DATA TO PROCESS
//! Placeholder substitution for config templates
//!
//! Syntax:
//! - `$name` / `${name}` - replaced by the value bound to `name`
//! - `$$` - a literal `$` (nginx variables are written `$$uri`)
//!
//! Substitution is strict: an unbound placeholder or a stray `$` is an error.

use once_cell::sync::Lazy;
use regex::{Captures, Regex};
use std::collections::HashMap;

use crate::errors::{EnvError, Result};

static PLACEHOLDER: Lazy<Regex> = Lazy::new(|| {
    Regex::new(r"\$(?:(?P<escaped>\$)|(?P<named>[_A-Za-z][_A-Za-z0-9]*)|\{(?P<braced>[_A-Za-z][_A-Za-z0-9]*)\}|(?P<invalid>))")
        .expect("placeholder pattern is valid")
});

/// Parsed template text
#[derive(Debug, Clone, PartialEq, Eq)]
pub struct Template {
    text: String,
}

impl Template {
    pub fn new(text: impl Into<String>) -> Self {
        Self { text: text.into() }
    }

    pub fn as_str(&self) -> &str {
        &self.text
    }

    /// Placeholder names used by the template, in order of first use
    pub fn placeholders(&self) -> Vec<String> {
        let mut names: Vec<String> = Vec::new();
        for caps in PLACEHOLDER.captures_iter(&self.text) {
            if let Some(name) = caps.name("named").or_else(|| caps.name("braced")) {
                if !names.iter().any(|n| n == name.as_str()) {
                    names.push(name.as_str().to_string());
                }
            }
        }
        names
    }

    /// Substitute every placeholder
    ///
    /// # Errors
    /// `Template` if a placeholder has no value or a `$` is not followed by
    /// a name, `{name}` or `$`
    pub fn substitute(&self, values: &HashMap<&str, String>) -> Result<String> {
        let mut failure: Option<EnvError> = None;

        let rendered = PLACEHOLDER.replace_all(&self.text, |caps: &Captures| {
            if caps.name("escaped").is_some() {
                return "$".to_string();
            }
            if let Some(name) = caps.name("named").or_else(|| caps.name("braced")) {
                if let Some(value) = values.get(name.as_str()) {
                    return value.clone();
                }
                failure.get_or_insert_with(|| {
                    EnvError::Template(format!("No value for placeholder '{}'", name.as_str()))
                });
                return String::new();
            }

            let offset = caps.get(0).map(|m| m.start()).unwrap_or(0);
            let (line, column) = line_and_column(&self.text, offset);
            failure.get_or_insert_with(|| {
                EnvError::Template(format!("Invalid placeholder at line {}, column {}", line, column))
            });
            String::new()
        });

        match failure {
            Some(err) => Err(err),
            None => Ok(rendered.into_owned()),
        }
    }
}

fn line_and_column(text: &str, offset: usize) -> (usize, usize) {
    let before = &text[..offset];
    let line = before.matches('\n').count() + 1;
    let column = offset - before.rfind('\n').map(|i| i + 1).unwrap_or(0) + 1;
    (line, column)
}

WORK TO BE COMPLETED
Top to bottom, set down the whole listing exactly.

FINISHED EXERCISE
//! Placeholder substitution for config templates
//!
//! Syntax:
//! - `$name` / `${name}` - replaced by the value bound to `name`
//! - `$$` - a literal `$` (nginx variables are written `$$uri`)
//!
//! Substitution is strict: an unbound placeholder or a stray `$` is an error.

use once_cell::sync::Lazy;
use regex::{Captures, Regex};
use std::collections::HashMap;

use crate::errors::{EnvError, Result};

static PLACEHOLDER: Lazy<Regex> = Lazy::new(|| {
    Regex::new(r"\$(?:(?P<escaped>\$)|(?P<named>[_A-Za-z][_A-Za-z0-9]*)|\{(?P<braced>[_A-Za-z][_A-Za-z0-9]*)\}|(?P<invalid>))")
        .expect("placeholder pattern is valid")
});

/// Parsed template text
#[derive(Debug, Clone, PartialEq, Eq)]
pub struct Template {
    text: String,
}

impl Template {
    pub fn new(text: impl Into<String>) -> Self {
        Self { text: text.into() }
    }

    pub fn as_str(&self) -> &str {
        &self.text
    }

    /// Placeholder names used by the template, in order of first use
    pub fn placeholders(&self) -> Vec<String> {
        let mut names: Vec<String> = Vec::new();
        for caps in PLACEHOLDER.captures_iter(&self.text) {
            if let Some(name) = caps.name("named").or_else(|| caps.name("braced")) {
                if !names.iter().any(|n| n == name.as_str()) {
                    names.push(name.as_str().to_string());
                }
            }
        }
        names
    }

    /// Substitute every placeholder
    ///
    /// # Errors
    /// `Template` if a placeholder has no value or a `$` is not followed by
    /// a name, `{name}` or `$`
    pub fn substitute(&self, values: &HashMap<&str, String>) -> Result<String> {
        let mut failure: Option<EnvError> = None;

        let rendered = PLACEHOLDER.replace_all(&self.text, |caps: &Captures| {
            if caps.name("escaped").is_some() {
                return "$".to_string();
            }
            if let Some(name) = caps.name("named").or_else(|| caps.name("braced")) {
                if let Some(value) = values.get(name.as_str()) {
                    return value.clone();
                }
                failure.get_or_insert_with(|| {
                    EnvError::Template(format!("No value for placeholder '{}'", name.as_str()))
                });
                return String::new();
            }

            let offset = caps.get(0).map(|m| m.start()).unwrap_or(0);
            let (line, column) = line_and_column(&self.text, offset);
            failure.get_or_insert_with(|| {
                EnvError::Template(format!("Invalid placeholder at line {}, column {}", line, column))
            });
            String::new()
        });

        match failure {
            Some(err) => Err(err),
            None => Ok(rendered.into_owned()),
        }
    }
}

fn line_and_column(text: &str, offset: usize) -> (usize, usize) {
    let before = &text[..offset];
    let line = before.matches('\n').count() + 1;
    let column = offset - before.rfind('\n').map(|i| i + 1).unwrap_or(0) + 1;
    (line, column)
}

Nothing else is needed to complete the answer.